» Data to use:
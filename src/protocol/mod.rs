//! Instrumentation protocol: extraction and command parsing.
//!
//! Instrumented exercise programs interleave protocol lines with ordinary
//! stdout. A line is protocol data iff it starts with the fixed
//! [`INSTRUMENTATION_TOKEN`]; the rest of the line carries a `/`-separated
//! JSON payload describing one structural operation.

pub mod command;
pub mod extract;

pub use command::{Command, CommandKind, CommandStream, Operand, ParseError, parse, parse_all};
pub use extract::{INSTRUMENTATION_TOKEN, RawLine, display_output, extract};
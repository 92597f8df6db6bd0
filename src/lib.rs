//! Animation core for data-structure exercises.
//!
//! A learner submits code, an external sandbox runs it, and the program's
//! stdout comes back as one opaque string. Instrumented runtimes hide a
//! line-oriented protocol inside that output; this crate extracts it,
//! parses it into structural commands, replays them against an in-memory
//! model, and synthesizes the deterministic frame sequence the renderer
//! animates. The crate performs no I/O and exposes no async surface: one
//! call, one owned [`frame::FrameSequence`].
//!
//! ```
//! use structboard::{INSTRUMENTATION_TOKEN, draw};
//!
//! let output = format!(
//!     "warming up\n{t}/{{\"kind\":\"insert\",\"operands\":[5]}}\n{t}/{{\"kind\":\"insert\",\"operands\":[3]}}\n",
//!     t = INSTRUMENTATION_TOKEN
//! );
//! let sequence = draw("BST").with(&output);
//! assert_eq!(sequence.len(), 2);
//! ```
//!
//! ## Module layout
//!
//! | Module | Role |
//! |--------|------|
//! | [`protocol`] | Token extraction and command parsing |
//! | [`engine`] | Structure engines, replay fold, kind registry |
//! | [`frame`] | Deterministic layout and frame types |
//! | [`drawer`] | Public `draw(kind).with(text)` dispatch |

pub mod drawer;
pub mod engine;
pub mod frame;
pub mod protocol;

pub use drawer::{Drawer, draw};
pub use engine::{
    Applied, BstEngine, BstNode, BstSnapshot, OperationError, Outcome, StructureEngine,
    TraversalOrder, replay,
};
pub use frame::{
    Diagnostic, Edge, Frame, FrameSequence, Layout, NodeId, PlacedNode, ShapeNode, TreeShape,
};
pub use protocol::{
    Command, CommandKind, CommandStream, INSTRUMENTATION_TOKEN, Operand, ParseError, RawLine,
    display_output, extract, parse, parse_all,
};
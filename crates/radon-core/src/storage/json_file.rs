//! JSON document store.
//!
//! The whole snapshot lives in one human-readable file. Writes go to a
//! sibling temp file which is then renamed over the original, so readers
//! never observe a half-written document.

use super::CampaignStore;
use crate::formats::{Snapshot, snapshot_from_json, snapshot_to_json};
use crate::{Campaign, RadonError, StockEntry};
use std::fs;
use std::io::ErrorKind;
use std::path::{Path, PathBuf};

#[derive(Debug, Clone)]
pub struct JsonFileStore {
    path: PathBuf,
}

impl JsonFileStore {
    /// Use the file at `path`, creating parent directories if needed.
    ///
    /// The file itself is created on the first save.
    pub fn open(path: impl AsRef<Path>) -> Result<Self, RadonError> {
        let path = path.as_ref().to_path_buf();
        if let Some(parent) = path.parent().filter(|p| !p.as_os_str().is_empty()) {
            fs::create_dir_all(parent).map_err(|e| RadonError::IoError(e.to_string()))?;
        }
        Ok(Self { path })
    }

    #[must_use]
    pub fn path(&self) -> &Path {
        &self.path
    }

    /// Read the snapshot, degrading to empty on any failure.
    fn read_snapshot(&self) -> Snapshot {
        let bytes = match fs::read(&self.path) {
            Ok(bytes) => bytes,
            Err(e) if e.kind() == ErrorKind::NotFound => return Snapshot::default(),
            Err(e) => {
                tracing::warn!(path = %self.path.display(), error = %e, "cannot read store, using empty data");
                return Snapshot::default();
            }
        };
        if bytes.iter().all(u8::is_ascii_whitespace) {
            return Snapshot::default();
        }
        snapshot_from_json(&bytes).unwrap_or_else(|e| {
            tracing::warn!(path = %self.path.display(), error = %e, "malformed store, using empty data");
            Snapshot::default()
        })
    }

    fn write_snapshot(&self, snapshot: &Snapshot) -> Result<(), RadonError> {
        let bytes = snapshot_to_json(snapshot)?;
        let mut tmp = self.path.clone().into_os_string();
        tmp.push(".tmp");
        let tmp = PathBuf::from(tmp);

        fs::write(&tmp, &bytes).map_err(|e| RadonError::IoError(e.to_string()))?;
        fs::rename(&tmp, &self.path).map_err(|e| RadonError::IoError(e.to_string()))?;
        tracing::trace!(path = %self.path.display(), bytes = bytes.len(), "store written");
        Ok(())
    }
}

impl CampaignStore for JsonFileStore {
    fn load_all(&self) -> Vec<Campaign> {
        self.read_snapshot().campaigns
    }

    fn save_all(&mut self, campaigns: &[Campaign]) -> Result<(), RadonError> {
        let mut snapshot = self.read_snapshot();
        snapshot.campaigns = campaigns.to_vec();
        self.write_snapshot(&snapshot)
    }

    fn load_ledger(&self) -> Vec<StockEntry> {
        self.read_snapshot().stock_ledger
    }

    fn save_ledger(&mut self, entries: &[StockEntry]) -> Result<(), RadonError> {
        let mut snapshot = self.read_snapshot();
        snapshot.stock_ledger = entries.to_vec();
        self.write_snapshot(&snapshot)
    }
}

#[cfg(test)]
mod tests {
    use super::*;
    use crate::seed::demo_campaigns;
    use tempfile::TempDir;

    #[test]
    fn missing_file_reads_empty() {
        let dir = TempDir::new().expect("tempdir");
        let store = JsonFileStore::open(dir.path().join("radon.json")).expect("open");
        assert!(store.load_all().is_empty());
        assert!(store.load_ledger().is_empty());
    }

    #[test]
    fn malformed_file_reads_empty() {
        let dir = TempDir::new().expect("tempdir");
        let path = dir.path().join("radon.json");
        fs::write(&path, b"{ not json").expect("write");

        let store = JsonFileStore::open(&path).expect("open");
        assert!(store.load_all().is_empty());
    }

    #[test]
    fn saving_campaigns_keeps_ledger() {
        let dir = TempDir::new().expect("tempdir");
        let mut store = JsonFileStore::open(dir.path().join("nested/radon.json")).expect("open");

        let entry = StockEntry {
            id: 7,
            quantity: 20,
            order_ref: "ORD-7".to_string(),
            user: "Utente".to_string(),
            recorded_at: chrono::NaiveDate::from_ymd_opt(2025, 2, 1)
                .and_then(|d| d.and_hms_opt(8, 0, 0))
                .expect("datetime"),
        };
        store.save_ledger(std::slice::from_ref(&entry)).expect("ledger");
        store.save_all(&demo_campaigns()).expect("campaigns");

        assert_eq!(store.load_ledger(), vec![entry]);
        assert_eq!(store.load_all(), demo_campaigns());
        assert!(!dir.path().join("nested/radon.json.tmp").exists());
    }
}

» About this exercise: Set down the whole listing once more, exactly as it appears.

» Output for this task:
filename src/protocol/mod.rs
//! Instrumentation protocol: extraction and command parsing.
//!
//! Instrumented exercise programs interleave protocol lines with ordinary
//! stdout. A line is protocol data iff it starts with the fixed
//! [`INSTRUMENTATION_TOKEN`]; the rest of the line carries a `/`-separated
//! JSON payload describing one structural operation.

pub mod command;
pub mod extract;

pub use command::{Command, CommandKind, CommandStream, Operand, ParseError, parse, parse_all};
pub use extract::{INSTRUMENTATION_TOKEN, RawLine, display_output, extract};
repository 92597f8df6db6bd0
filename src/lib.rs
//! Animation core for data-structure exercises.
//!
//! A learner submits code, an external sandbox runs it, and the program's
//! stdout comes back as one opaque string. Instrumented runtimes hide a
//! line-oriented protocol inside that output; this crate extracts it,
//! parses it into structural commands, replays them against an in-memory
//! model, and synthesizes the deterministic frame sequence the renderer
//! animates. The crate performs no I/O and exposes no async surface: one
//! call, one owned [`frame::FrameSequence`].
//!
//! ```
//! use structboard::{INSTRUMENTATION_TOKEN, draw};
//!
//! let output = format!(
//!     "warming up\n{t}/{{\"kind\":\"insert\",\"operands\":[5]}}\n{t}/{{\"kind\":\"insert\",\"operands\":[3]}}\n",
//!     t = INSTRUMENTATION_TOKEN
//! );
//! let sequence = draw("BST").with(&output);
//! assert_eq!(sequence.len(), 2);
//! ```
//!
//! ## Module layout
//!
//! | Module | Role |
//! |--------|------|
//! | [`protocol`] | Token extraction and command parsing |
//! | [`engine`] | Structure engines, replay fold, kind registry |
//! | [`frame`] | Deterministic layout and frame types |
//! | [`drawer`] | Public `draw(kind).with(text)` dispatch |

pub mod drawer;
pub mod engine;
pub mod frame;
pub mod protocol;

pub use drawer::{Drawer, draw};
pub use engine::{
    Applied, BstEngine, BstNode, BstSnapshot, OperationError, Outcome, StructureEngine,
    TraversalOrder, replay,
};
pub use frame::{
    Diagnostic, Edge, Frame, FrameSequence, Layout, NodeId, PlacedNode, ShapeNode, TreeShape,
};
pub use protocol::{
    Command, CommandKind, CommandStream, INSTRUMENTATION_TOKEN, Operand, ParseError, RawLine,
    display_output, extract, parse, parse_all,
};
filename crates/radon-core/src/storage/json_file.rs
//! JSON document store.
//!
//! The whole snapshot lives in one human-readable file. Writes go to a
//! sibling temp file which is then renamed over the original, so readers
//! never observe a half-written document.

use super::CampaignStore;
use crate::formats::{Snapshot, snapshot_from_json, snapshot_to_json};
use crate::{Campaign, RadonError, StockEntry};
use std::fs;
use std::io::ErrorKind;
use std::path::{Path, PathBuf};

#[derive(Debug, Clone)]
pub struct JsonFileStore {
    path: PathBuf,
}

impl JsonFileStore {
    /// Use the file at `path`, creating parent directories if needed.
    ///
    /// The file itself is created on the first save.
    pub fn open(path: impl AsRef<Path>) -> Result<Self, RadonError> {
        let path = path.as_ref().to_path_buf();
        if let Some(parent) = path.parent().filter(|p| !p.as_os_str().is_empty()) {
            fs::create_dir_all(parent).map_err(|e| RadonError::IoError(e.to_string()))?;
        }
        Ok(Self { path })
    }

    #[must_use]
    pub fn path(&self) -> &Path {
        &self.path
    }

    /// Read the snapshot, degrading to empty on any failure.
    fn read_snapshot(&self) -> Snapshot {
        let bytes = match fs::read(&self.path) {
            Ok(bytes) => bytes,
            Err(e) if e.kind() == ErrorKind::NotFound => return Snapshot::default(),
            Err(e) => {
                tracing::warn!(path = %self.path.display(), error = %e, "cannot read store, using empty data");
                return Snapshot::default();
            }
        };
        if bytes.iter().all(u8::is_ascii_whitespace) {
            return Snapshot::default();
        }
        snapshot_from_json(&bytes).unwrap_or_else(|e| {
            tracing::warn!(path = %self.path.display(), error = %e, "malformed store, using empty data");
            Snapshot::default()
        })
    }

    fn write_snapshot(&self, snapshot: &Snapshot) -> Result<(), RadonError> {
        let bytes = snapshot_to_json(snapshot)?;
        let mut tmp = self.path.clone().into_os_string();
        tmp.push(".tmp");
        let tmp = PathBuf::from(tmp);

        fs::write(&tmp, &bytes).map_err(|e| RadonError::IoError(e.to_string()))?;
        fs::rename(&tmp, &self.path).map_err(|e| RadonError::IoError(e.to_string()))?;
        tracing::trace!(path = %self.path.display(), bytes = bytes.len(), "store written");
        Ok(())
    }
}

impl CampaignStore for JsonFileStore {
    fn load_all(&self) -> Vec<Campaign> {
        self.read_snapshot().campaigns
    }

    fn save_all(&mut self, campaigns: &[Campaign]) -> Result<(), RadonError> {
        let mut snapshot = self.read_snapshot();
        snapshot.campaigns = campaigns.to_vec();
        self.write_snapshot(&snapshot)
    }

    fn load_ledger(&self) -> Vec<StockEntry> {
        self.read_snapshot().stock_ledger
    }

    fn save_ledger(&mut self, entries: &[StockEntry]) -> Result<(), RadonError> {
        let mut snapshot = self.read_snapshot();
        snapshot.stock_ledger = entries.to_vec();
        self.write_snapshot(&snapshot)
    }
}

#[cfg(test)]
mod tests {
    use super::*;
    use crate::seed::demo_campaigns;
    use tempfile::TempDir;

    #[test]
    fn missing_file_reads_empty() {
        let dir = TempDir::new().expect("tempdir");
        let store = JsonFileStore::open(dir.path().join("radon.json")).expect("open");
        assert!(store.load_all().is_empty());
        assert!(store.load_ledger().is_empty());
    }

    #[test]
    fn malformed_file_reads_empty() {
        let dir = TempDir::new().expect("tempdir");
        let path = dir.path().join("radon.json");
        fs::write(&path, b"{ not json").expect("write");

        let store = JsonFileStore::open(&path).expect("open");
        assert!(store.load_all().is_empty());
    }

    #[test]
    fn saving_campaigns_keeps_ledger() {
        let dir = TempDir::new().expect("tempdir");
        let mut store = JsonFileStore::open(dir.path().join("nested/radon.json")).expect("open");

        let entry = StockEntry {
            id: 7,
            quantity: 20,
            order_ref: "ORD-7".to_string(),
            user: "Utente".to_string(),
            recorded_at: chrono::NaiveDate::from_ymd_opt(2025, 2, 1)
                .and_then(|d| d.and_hms_opt(8, 0, 0))
                .expect("datetime"),
        };
        store.save_ledger(std::slice::from_ref(&entry)).expect("ledger");
        store.save_all(&demo_campaigns()).expect("campaigns");

        assert_eq!(store.load_ledger(), vec![entry]);
        assert_eq!(store.load_all(), demo_campaigns());
        assert!(!dir.path().join("nested/radon.json.tmp").exists());
    }
}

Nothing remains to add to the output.